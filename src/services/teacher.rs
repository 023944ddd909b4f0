//! Teacher service implementation
//!
//! Business rules over teachers and students: registration, common students,
//! suspension, and notification recipients. The service owns no storage; it
//! works against any injected [`SchoolStore`].

use std::collections::{BTreeSet, HashSet};
use std::sync::Arc;
use futures::future::try_join_all;
use tracing::{debug, info};
use crate::database::SchoolStore;
use crate::models::student::{CreateStudentRequest, Student, UpdateStudentRequest};
use crate::models::teacher::{StudentFilter, TeacherWithStudents};
use crate::services::mentions::extract_mentions;
use crate::utils::errors::{RosterError, Result};
use crate::utils::helpers::dedup_preserving_order;
use crate::utils::logging::{log_notification, log_registration, log_suspension};

/// Teacher service for managing registrations and notifications
#[derive(Clone)]
pub struct TeacherService {
    store: Arc<dyn SchoolStore>,
}

impl TeacherService {
    /// Create a new TeacherService instance
    pub fn new(store: Arc<dyn SchoolStore>) -> Self {
        Self { store }
    }

    /// Register students to a teacher, creating either side on first reference
    ///
    /// Students already registered to the teacher are left as they are.
    pub async fn register_students(&self, teacher_email: &str, student_emails: &[String]) -> Result<()> {
        self.register_students_inner(teacher_email, student_emails)
            .await
            .map_err(failure("register students"))
    }

    /// Students registered to every one of the given teachers, sorted
    ///
    /// Returns an empty list unless the teachers found match the requested
    /// emails one for one, so a missing or repeated teacher yields nothing.
    /// Suspended students are never included.
    pub async fn get_common_students(&self, teacher_emails: &[String]) -> Result<Vec<String>> {
        self.get_common_students_inner(teacher_emails)
            .await
            .map_err(failure("get common students"))
    }

    /// Suspend a student
    ///
    /// Fails with [`RosterError::StudentNotFound`] for an unknown email.
    /// Suspending a suspended student succeeds.
    pub async fn suspend_student(&self, student_email: &str) -> Result<()> {
        self.suspend_student_inner(student_email)
            .await
            .map_err(failure("suspend student"))
    }

    /// Students who receive a notification, sorted
    ///
    /// Recipients are the teacher's active registered students plus every
    /// student mentioned in the text. Mentioned emails unknown to the store
    /// are created as new students; existing rows are left untouched.
    pub async fn get_notification_recipients(&self, teacher_email: &str, notification: &str) -> Result<Vec<String>> {
        self.get_notification_recipients_inner(teacher_email, notification)
            .await
            .map_err(failure("get notification recipients"))
    }

    async fn register_students_inner(&self, teacher_email: &str, student_emails: &[String]) -> Result<()> {
        debug!(teacher = %teacher_email, students = student_emails.len(), "Registering students");

        let teacher = match self.store.find_teacher_by_email(teacher_email, StudentFilter::All).await? {
            Some(existing) => existing,
            None => {
                let teacher = self.store.create_teacher(teacher_email).await?;
                info!(teacher_id = teacher.id, teacher = %teacher_email, "New teacher created");
                TeacherWithStudents { teacher, students: Vec::new() }
            }
        };

        let emails = dedup_preserving_order(student_emails);
        let students = try_join_all(emails.iter().map(|email| self.find_or_create_student(email))).await?;

        let registered: HashSet<i64> = teacher.student_ids().collect();
        let new_ids: Vec<i64> = students
            .iter()
            .map(|s| s.id)
            .filter(|id| !registered.contains(id))
            .collect();

        if !new_ids.is_empty() {
            self.store.update_teacher_students(teacher.teacher.id, &new_ids).await?;
        }

        log_registration(teacher_email, emails.len(), new_ids.len());
        Ok(())
    }

    async fn find_or_create_student(&self, email: &str) -> Result<Student> {
        if let Some(student) = self.store.find_student_by_email(email).await? {
            return Ok(student);
        }

        let student = self.store.create_student(email).await?;
        info!(student_id = student.id, student = %email, "New student created");
        Ok(student)
    }

    async fn get_common_students_inner(&self, teacher_emails: &[String]) -> Result<Vec<String>> {
        let requested = dedup_preserving_order(teacher_emails);
        if requested.is_empty() {
            return Ok(Vec::new());
        }

        // A repeated email is still one teacher, so it can never match the requested count.
        let teachers = self.store.find_teachers_by_emails(&requested, StudentFilter::Active).await?;
        if teachers.len() != teacher_emails.len() {
            debug!(requested = teacher_emails.len(), found = teachers.len(), "Teacher list does not match exactly");
            return Ok(Vec::new());
        }

        let mut teachers = teachers.into_iter();
        let mut common: BTreeSet<String> = match teachers.next() {
            Some(first) => first.student_emails().map(str::to_string).collect(),
            None => return Ok(Vec::new()),
        };
        for teacher in teachers {
            let emails: HashSet<&str> = teacher.student_emails().collect();
            common.retain(|email| emails.contains(email.as_str()));
        }

        debug!(teachers = requested.len(), common = common.len(), "Common students computed");
        Ok(common.into_iter().collect())
    }

    async fn suspend_student_inner(&self, student_email: &str) -> Result<()> {
        let student = self
            .store
            .find_student_by_email(student_email)
            .await?
            .ok_or_else(|| RosterError::StudentNotFound { email: student_email.to_string() })?;

        let update = UpdateStudentRequest { suspended: Some(true) };
        self.store.update_student(student_email, update).await?;

        log_suspension(student_email, student.suspended);
        Ok(())
    }

    async fn get_notification_recipients_inner(&self, teacher_email: &str, notification: &str) -> Result<Vec<String>> {
        let mentions = extract_mentions(notification);
        debug!(teacher = %teacher_email, mentions = mentions.len(), "Resolving notification recipients");

        let mut recipients: BTreeSet<String> = match self.store.find_teacher_by_email(teacher_email, StudentFilter::Active).await? {
            Some(teacher) => teacher.student_emails().map(str::to_string).collect(),
            None => BTreeSet::new(),
        };

        let mut created = 0;
        if !mentions.is_empty() {
            // Suspended students are not returned here; the bulk create below skips their rows.
            let active = self.store.find_students_by_emails(&mentions, Some(false)).await?;
            let active_emails: HashSet<&str> = active.iter().map(|s| s.email.as_str()).collect();

            let unknown: Vec<CreateStudentRequest> = mentions
                .iter()
                .filter(|email| !active_emails.contains(email.as_str()))
                .map(|email| CreateStudentRequest::active(email.as_str()))
                .collect();

            if !unknown.is_empty() {
                created = self.store.create_students_bulk(&unknown, true).await?;
            }
            recipients.extend(mentions.iter().cloned());
        }

        log_notification(teacher_email, mentions.len(), created as usize, recipients.len());
        Ok(recipients.into_iter().collect())
    }
}

/// Wrap a store failure with the operation it interrupted, keeping `StudentNotFound` as is
fn failure(operation: &'static str) -> impl FnOnce(RosterError) -> RosterError {
    move |err| match err {
        RosterError::StudentNotFound { .. } => err,
        other => RosterError::service_failure(operation, other),
    }
}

· · · · · · ·

§ AIM OF THE EXERCISE: Retype every line of the listing exactly as it appears.

§ YOUR SOLUTION:
filename src/services/teacher.rs
repository 023944ddd909b4f0
//! Teacher service implementation
//!
//! Business rules over teachers and students: registration, common students,
//! suspension, and notification recipients. The service owns no storage; it
//! works against any injected [`SchoolStore`].

use std::collections::{BTreeSet, HashSet};
use std::sync::Arc;
use futures::future::try_join_all;
use tracing::{debug, info};
use crate::database::SchoolStore;
use crate::models::student::{CreateStudentRequest, Student, UpdateStudentRequest};
use crate::models::teacher::{StudentFilter, TeacherWithStudents};
use crate::services::mentions::extract_mentions;
use crate::utils::errors::{RosterError, Result};
use crate::utils::helpers::dedup_preserving_order;
use crate::utils::logging::{log_notification, log_registration, log_suspension};

/// Teacher service for managing registrations and notifications
#[derive(Clone)]
pub struct TeacherService {
    store: Arc<dyn SchoolStore>,
}

impl TeacherService {
    /// Create a new TeacherService instance
    pub fn new(store: Arc<dyn SchoolStore>) -> Self {
        Self { store }
    }

    /// Register students to a teacher, creating either side on first reference
    ///
    /// Students already registered to the teacher are left as they are.
    pub async fn register_students(&self, teacher_email: &str, student_emails: &[String]) -> Result<()> {
        self.register_students_inner(teacher_email, student_emails)
            .await
            .map_err(failure("register students"))
    }

    /// Students registered to every one of the given teachers, sorted
    ///
    /// Returns an empty list unless the teachers found match the requested
    /// emails one for one, so a missing or repeated teacher yields nothing.
    /// Suspended students are never included.
    pub async fn get_common_students(&self, teacher_emails: &[String]) -> Result<Vec<String>> {
        self.get_common_students_inner(teacher_emails)
            .await
            .map_err(failure("get common students"))
    }

    /// Suspend a student
    ///
    /// Fails with [`RosterError::StudentNotFound`] for an unknown email.
    /// Suspending a suspended student succeeds.
    pub async fn suspend_student(&self, student_email: &str) -> Result<()> {
        self.suspend_student_inner(student_email)
            .await
            .map_err(failure("suspend student"))
    }

    /// Students who receive a notification, sorted
    ///
    /// Recipients are the teacher's active registered students plus every
    /// student mentioned in the text. Mentioned emails unknown to the store
    /// are created as new students; existing rows are left untouched.
    pub async fn get_notification_recipients(&self, teacher_email: &str, notification: &str) -> Result<Vec<String>> {
        self.get_notification_recipients_inner(teacher_email, notification)
            .await
            .map_err(failure("get notification recipients"))
    }

    async fn register_students_inner(&self, teacher_email: &str, student_emails: &[String]) -> Result<()> {
        debug!(teacher = %teacher_email, students = student_emails.len(), "Registering students");

        let teacher = match self.store.find_teacher_by_email(teacher_email, StudentFilter::All).await? {
            Some(existing) => existing,
            None => {
                let teacher = self.store.create_teacher(teacher_email).await?;
                info!(teacher_id = teacher.id, teacher = %teacher_email, "New teacher created");
                TeacherWithStudents { teacher, students: Vec::new() }
            }
        };

        let emails = dedup_preserving_order(student_emails);
        let students = try_join_all(emails.iter().map(|email| self.find_or_create_student(email))).await?;

        let registered: HashSet<i64> = teacher.student_ids().collect();
        let new_ids: Vec<i64> = students
            .iter()
            .map(|s| s.id)
            .filter(|id| !registered.contains(id))
            .collect();

        if !new_ids.is_empty() {
            self.store.update_teacher_students(teacher.teacher.id, &new_ids).await?;
        }

        log_registration(teacher_email, emails.len(), new_ids.len());
        Ok(())
    }

    async fn find_or_create_student(&self, email: &str) -> Result<Student> {
        if let Some(student) = self.store.find_student_by_email(email).await? {
            return Ok(student);
        }

        let student = self.store.create_student(email).await?;
        info!(student_id = student.id, student = %email, "New student created");
        Ok(student)
    }

    async fn get_common_students_inner(&self, teacher_emails: &[String]) -> Result<Vec<String>> {
        let requested = dedup_preserving_order(teacher_emails);
        if requested.is_empty() {
            return Ok(Vec::new());
        }

        // A repeated email is still one teacher, so it can never match the requested count.
        let teachers = self.store.find_teachers_by_emails(&requested, StudentFilter::Active).await?;
        if teachers.len() != teacher_emails.len() {
            debug!(requested = teacher_emails.len(), found = teachers.len(), "Teacher list does not match exactly");
            return Ok(Vec::new());
        }

        let mut teachers = teachers.into_iter();
        let mut common: BTreeSet<String> = match teachers.next() {
            Some(first) => first.student_emails().map(str::to_string).collect(),
            None => return Ok(Vec::new()),
        };
        for teacher in teachers {
            let emails: HashSet<&str> = teacher.student_emails().collect();
            common.retain(|email| emails.contains(email.as_str()));
        }

        debug!(teachers = requested.len(), common = common.len(), "Common students computed");
        Ok(common.into_iter().collect())
    }

    async fn suspend_student_inner(&self, student_email: &str) -> Result<()> {
        let student = self
            .store
            .find_student_by_email(student_email)
            .await?
            .ok_or_else(|| RosterError::StudentNotFound { email: student_email.to_string() })?;

        let update = UpdateStudentRequest { suspended: Some(true) };
        self.store.update_student(student_email, update).await?;

        log_suspension(student_email, student.suspended);
        Ok(())
    }

    async fn get_notification_recipients_inner(&self, teacher_email: &str, notification: &str) -> Result<Vec<String>> {
        let mentions = extract_mentions(notification);
        debug!(teacher = %teacher_email, mentions = mentions.len(), "Resolving notification recipients");

        let mut recipients: BTreeSet<String> = match self.store.find_teacher_by_email(teacher_email, StudentFilter::Active).await? {
            Some(teacher) => teacher.student_emails().map(str::to_string).collect(),
            None => BTreeSet::new(),
        };

        let mut created = 0;
        if !mentions.is_empty() {
            // Suspended students are not returned here; the bulk create below skips their rows.
            let active = self.store.find_students_by_emails(&mentions, Some(false)).await?;
            let active_emails: HashSet<&str> = active.iter().map(|s| s.email.as_str()).collect();

            let unknown: Vec<CreateStudentRequest> = mentions
                .iter()
                .filter(|email| !active_emails.contains(email.as_str()))
                .map(|email| CreateStudentRequest::active(email.as_str()))
                .collect();

            if !unknown.is_empty() {
                created = self.store.create_students_bulk(&unknown, true).await?;
            }
            recipients.extend(mentions.iter().cloned());
        }

        log_notification(teacher_email, mentions.len(), created as usize, recipients.len());
        Ok(recipients.into_iter().collect())
    }
}

/// Wrap a store failure with the operation it interrupted, keeping `StudentNotFound` as is
fn failure(operation: &'static str) -> impl FnOnce(RosterError) -> RosterError {
    move |err| match err {
        RosterError::StudentNotFound { .. } => err,
        other => RosterError::service_failure(operation, other),
    }
}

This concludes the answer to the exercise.